Various Signs Show that the Coal Industry is Thriving and has No Sign of Phasing Out

Diplomats spent hours debating whether to phase out or phase down coal in the final communique of the COP26 climate change summit in late 2021. Nonetheless, it was sufficient for the United Nations to declare that the dirtiest fuel had been consigned to history.

Ivan Glasenberg, the former CEO of commodity behemoth Glencore Plc, said that the coal is neither dead nor alive and these are the best words to describe the coal market today in 2001. Back then, the terrible-mouthed commodity tycoon declared that two decades later, the coal industry can be described as thriving in a more politically correct world.

While investigating the market, last week Asia's benchmark thermal coal price jumped to nearly USD 244 per metric tonne, the second-highest ever and only a few dollars below an October peak. One small shipment last week traded for more than USD 300 per tonne in what many in the market believe was the most expensive coal transaction ever, owing in part to an export ban imposed by significant producer Indonesia.

The coal used in steelmaking, known as metallurgical or coking coal, is also trading at a record high, changing hands for more than USD 400 per tonne. Mining companies committed to coal despite pressure to divest are profiting handsomely. Consider Glencore, the world's largest seaborne thermal coal exporter. Its stock has reached a 10-year high as investors anticipate a cash windfall. It's ideal for them that the demand is increasing while supply is constrained because institutional investors, led by BlackRock Inc., have persuaded nearly every miner to halt new pit openings. The arrangement is so good that it almost looks like a painting from the outside.

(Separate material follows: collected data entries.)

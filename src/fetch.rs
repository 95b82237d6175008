//! Artifact retrieval
//!
//! Fetches the two raw attestation artifacts a verification run compares:
//! the Sigstore bundle published for an image digest, and the enclave's
//! runtime attestation. Each endpoint has exactly one acceptable status code;
//! anything else is a hard failure.

use std::sync::Arc;
use std::time::Duration;

use async_trait::async_trait;
use serde::Deserialize;
use serde_json::value::RawValue;
use tracing::debug;

use crate::error::{Error, Result};
use crate::events::{emit, Event, EventSink, Pipeline};
use crate::release::ExpectedDigest;

/// Path of the runtime attestation on an enclave host
pub const ATTESTATION_PATH: &str = "/.well-known/tinfoil-attestation";

/// Status the attestations API answers with when a bundle exists
pub const PROVENANCE_STATUS: u16 = 200;

/// Status an enclave answers with when it has freshly issued an attestation.
/// A 200 here usually means a caching intermediary served a stored copy.
pub const RUNTIME_STATUS: u16 = 201;

/// Raw HTTP response; status codes are left for the caller to judge
#[derive(Debug, Clone, PartialEq, Eq)]
pub struct HttpResponse {
    pub status: u16,
    pub body: Vec<u8>,
}

impl HttpResponse {
    pub fn new(status: u16, body: impl Into<Vec<u8>>) -> Self {
        Self {
            status,
            body: body.into(),
        }
    }
}

/// GET transport used for every network access
///
/// Implementations report network-level failures as [`Error::Transport`]
/// and must not interpret status codes.
#[async_trait]
pub trait HttpTransport: Send + Sync {
    async fn get(&self, url: &str) -> Result<HttpResponse>;
}

/// Production transport backed by reqwest
#[derive(Debug, Clone)]
pub struct ReqwestTransport {
    client: reqwest::Client,
}

impl ReqwestTransport {
    pub fn new(timeout: Duration, user_agent: &str) -> Result<Self> {
        let client = reqwest::Client::builder()
            .timeout(timeout)
            .user_agent(user_agent)
            // Redirects would turn an unexpected 3xx into a silent success
            .redirect(reqwest::redirect::Policy::none())
            .build()
            .map_err(|e| Error::transport("client", e))?;

        Ok(Self { client })
    }
}

#[async_trait]
impl HttpTransport for ReqwestTransport {
    async fn get(&self, url: &str) -> Result<HttpResponse> {
        let response = self.client
            .get(url)
            .send()
            .await
            .map_err(|e| Error::transport(url, e))?;

        let status = response.status().as_u16();
        let body = response.bytes()
            .await
            .map_err(|e| Error::transport(url, e))?;

        debug!(url, status, bytes = body.len(), "GET complete");
        Ok(HttpResponse::new(status, body.to_vec()))
    }
}

#[derive(Debug, Deserialize)]
struct AttestationResponse {
    attestations: Vec<AttestationEntry>,
}

#[derive(Debug, Deserialize)]
struct AttestationEntry {
    /// Exact bytes as served, key order and whitespace included
    bundle: Box<RawValue>,
}

/// Retrieves provenance bundles and runtime attestations
pub struct ArtifactFetcher {
    transport: Arc<dyn HttpTransport>,
    attestation_api: String,
}

impl ArtifactFetcher {
    pub fn new(transport: Arc<dyn HttpTransport>, attestation_api: impl Into<String>) -> Self {
        Self {
            transport,
            attestation_api: attestation_api.into().trim_end_matches('/').to_string(),
        }
    }

    /// URL of the attestation records for `digest`
    pub fn bundle_url(&self, repo: &str, digest: &ExpectedDigest) -> String {
        format!("{}/repos/{}/attestations/sha256:{}", self.attestation_api, repo, digest)
    }

    /// URL of the runtime attestation served by `domain`
    pub fn attestation_url(domain: &str) -> Result<String> {
        validate_domain(domain)?;
        Ok(format!("https://{}{}", domain, ATTESTATION_PATH))
    }

    /// Fetch the Sigstore bundle for `digest`, returned as JSON bytes
    pub async fn fetch_provenance_bundle(
        &self,
        repo: &str,
        digest: &ExpectedDigest,
        events: &dyn EventSink,
    ) -> Result<Vec<u8>> {
        let url = self.bundle_url(repo, digest);
        emit(
            events,
            Event::info(format!("Fetching attestation bundle from {}", url))
                .in_pipeline(Pipeline::Provenance),
        );

        let response = self.get_expecting(&url, PROVENANCE_STATUS).await?;

        let records: AttestationResponse = serde_json::from_slice(&response.body)
            .map_err(|e| Error::malformed(&url, format!("invalid attestation list: {}", e)))?;

        let first = records.attestations
            .into_iter()
            .next()
            .ok_or_else(|| Error::malformed(&url, "no attestations for digest"))?;

        Ok(first.bundle.get().as_bytes().to_vec())
    }

    /// Fetch the runtime attestation document served by `domain`
    pub async fn fetch_runtime_attestation(
        &self,
        domain: &str,
        events: &dyn EventSink,
    ) -> Result<Vec<u8>> {
        let url = Self::attestation_url(domain)?;
        emit(
            events,
            Event::info(format!("Fetching runtime attestation from {}", url))
                .in_pipeline(Pipeline::Runtime),
        );

        let response = self.get_expecting(&url, RUNTIME_STATUS).await?;
        Ok(response.body)
    }

    async fn get_expecting(&self, url: &str, expected: u16) -> Result<HttpResponse> {
        let response = self.transport.get(url).await?;
        if response.status != expected {
            return Err(Error::UnexpectedStatus {
                url: url.to_string(),
                expected,
                actual: response.status,
            });
        }
        Ok(response)
    }
}

/// Accept bare hostnames, optionally with a port
fn validate_domain(domain: &str) -> Result<()> {
    let invalid = domain.is_empty()
        || domain.chars().any(|c| c.is_whitespace() || matches!(c, '/' | '?' | '#' | '@' | '\\'));

    if invalid {
        return Err(Error::InvalidInput(format!("not a bare hostname: {:?}", domain)));
    }
    Ok(())
}


#[cfg(test)]
mod tests {
    use super::testing::StaticTransport;
    use super::*;
    use crate::error::ErrorKind;
    use crate::events::MemorySink;

    const API: &str = "https://api.github.com";

    fn digest() -> ExpectedDigest {
        ExpectedDigest::parse(&"ab".repeat(32)).unwrap()
    }

    fn fetcher(transport: StaticTransport) -> ArtifactFetcher {
        ArtifactFetcher::new(Arc::new(transport), format!("{}/", API))
    }

    #[test]
    fn test_bundle_url_is_deterministic() {
        let fetcher = fetcher(StaticTransport::new());
        assert_eq!(
            fetcher.bundle_url("org/app", &digest()),
            format!("{}/repos/org/app/attestations/sha256:{}", API, "ab".repeat(32))
        );
    }

    #[tokio::test]
    async fn test_provenance_returns_first_bundle() {
        let url = format!("{}/repos/org/app/attestations/sha256:{}", API, "ab".repeat(32));
        let body = r#"{"attestations":[{"bundle":{"n":1}},{"bundle":{"n":2}}]}"#;
        let fetcher = fetcher(StaticTransport::new().with(url, 200, body));
        let events = MemorySink::new();

        let bundle = fetcher.fetch_provenance_bundle("org/app", &digest(), &events).await.unwrap();
        assert_eq!(bundle, br#"{"n":1}"#.to_vec());
        assert_eq!(events.len(), 1);
        assert_eq!(events.events()[0].pipeline, Some(Pipeline::Provenance));
    }

    #[tokio::test]
    async fn test_provenance_bundle_bytes_are_untouched() {
        let url = format!("{}/repos/org/app/attestations/sha256:{}", API, "ab".repeat(32));
        let bundle = r#"{"mediaType": "application/vnd.dev.sigstore.bundle.v0.3+json",
            "dsseEnvelope": {"z": 1, "a": 2}}"#;
        let body = format!(r#"{{"attestations":[{{"bundle":{}}}]}}"#, bundle);
        let fetcher = fetcher(StaticTransport::new().with(url, 200, body));

        let fetched = fetcher.fetch_provenance_bundle("org/app", &digest(), &MemorySink::new())
            .await
            .unwrap();
        assert_eq!(fetched, bundle.as_bytes().to_vec());
    }

    #[tokio::test]
    async fn test_provenance_requires_200() {
        for status in [201, 204, 302, 404, 500] {
            let url = format!("{}/repos/org/app/attestations/sha256:{}", API, "ab".repeat(32));
            let transport = StaticTransport::new().with(url, status, r#"{"attestations":[]}"#);
            let fetcher = fetcher(transport);

            let err = fetcher.fetch_provenance_bundle("org/app", &digest(), &MemorySink::new())
                .await
                .unwrap_err();
            assert_eq!(err.kind(), ErrorKind::UnexpectedStatus, "status {}", status);
        }
    }

    #[tokio::test]
    async fn test_provenance_empty_list_is_malformed() {
        let url = format!("{}/repos/org/app/attestations/sha256:{}", API, "ab".repeat(32));
        let fetcher = fetcher(StaticTransport::new().with(url, 200, r#"{"attestations":[]}"#));

        let err = fetcher.fetch_provenance_bundle("org/app", &digest(), &MemorySink::new())
            .await
            .unwrap_err();
        assert_eq!(err.kind(), ErrorKind::MalformedResponse);
    }

    #[tokio::test]
    async fn test_runtime_requires_201() {
        let url = "https://enclave.example.com/.well-known/tinfoil-attestation";
        let fetcher_ok = fetcher(StaticTransport::new().with(url, 201, "doc"));
        let body = fetcher_ok.fetch_runtime_attestation("enclave.example.com", &MemorySink::new())
            .await
            .unwrap();
        assert_eq!(body, b"doc".to_vec());

        // 200 looks like success but means the attestation was not freshly issued
        let fetcher_stale = fetcher(StaticTransport::new().with(url, 200, "doc"));
        let err = fetcher_stale.fetch_runtime_attestation("enclave.example.com", &MemorySink::new())
            .await
            .unwrap_err();
        assert!(matches!(err, Error::UnexpectedStatus { expected: 201, actual: 200, .. }));
    }

    #[tokio::test]
    async fn test_network_failure_is_transport_error() {
        let fetcher = fetcher(StaticTransport::new());
        let err = fetcher.fetch_runtime_attestation("unreachable.example.com", &MemorySink::new())
            .await
            .unwrap_err();
        assert_eq!(err.kind(), ErrorKind::Transport);
        assert!(err.to_string().contains("unreachable.example.com"));
    }

    #[test]
    fn test_domain_validation() {
        assert!(ArtifactFetcher::attestation_url("enclave.example.com").is_ok());
        assert!(ArtifactFetcher::attestation_url("localhost:8443").is_ok());
        for bad in ["", "a/b", "host?x", "user@host", "host name"] {
            let err = ArtifactFetcher::attestation_url(bad).unwrap_err();
            assert_eq!(err.kind(), ErrorKind::InvalidInput, "{:?}", bad);
        }
    }
}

Last year, the world burned the most coal ever to generate electricity. As per the current trends, total global consumption, which includes industrial uses such as steel and cement in addition to power generation, will reach a record high this year, according to the International Energy Agency (IEA).

Many people predicted that coal demand had peaked and would soon decline in 2013-14, but the consumption boom has caught them off guard. At best, coal consumption is levelling off at a high altitude, and in the worst-case scenario, it may continue to rise. Beyond this year, the IEA predicts small increases in demand in 2023 and 2024, setting new highs in both years.

The disparity between the world's ambition to eliminate coal and the reality of its energy system has never been more significant. China is an important reason why demand increased dramatically last year and will continue in 2022. Faced with electricity shortages, Beijing ordered its state-owned coal miners into Stakhanovite efforts to avoid blackouts in late 2021. As a result, the Asian behemoth dug more coal than ever in November and December.

However, Beijing was not alone. Senator Joe Manchin of West Virginia is working hard to keep the coal industry alive in the United States. On Monday, the United Kingdom burned the most coal in nearly a year to help keep the lights on. Then there are the self-goals. Germany is retiring its nuclear power plants faster than expected in one perplexing policy decision.

According to the IEA, coal demand is expected to rise nearly 3% from 2019 to 2024, reaching an all-time high of 8,031 million tonnes. Among the three scenarios given by IEA, one forecasted roughly flat demand from 2019 to 2024, while the other two forecasted falling consumption. IEA highlighted that the world would need to reduce coal demand by more than 20% from 2019 to 2024 to be on a route that is compatible with the agency's goal of net-zero emissions by 2050. For the time being, the world is moving in the reverse direction.

On paper, they are correct: Coal is expected to account for approximately 36% of global electricity production in 2022, down from more than 40% only a few years ago. However, this is of little help to the environment, as it is related to the absolute number of coals burnt and CO2 emitted rather than the percentage of market share. In theory, the optimists are correct, but in practice, they are incorrect.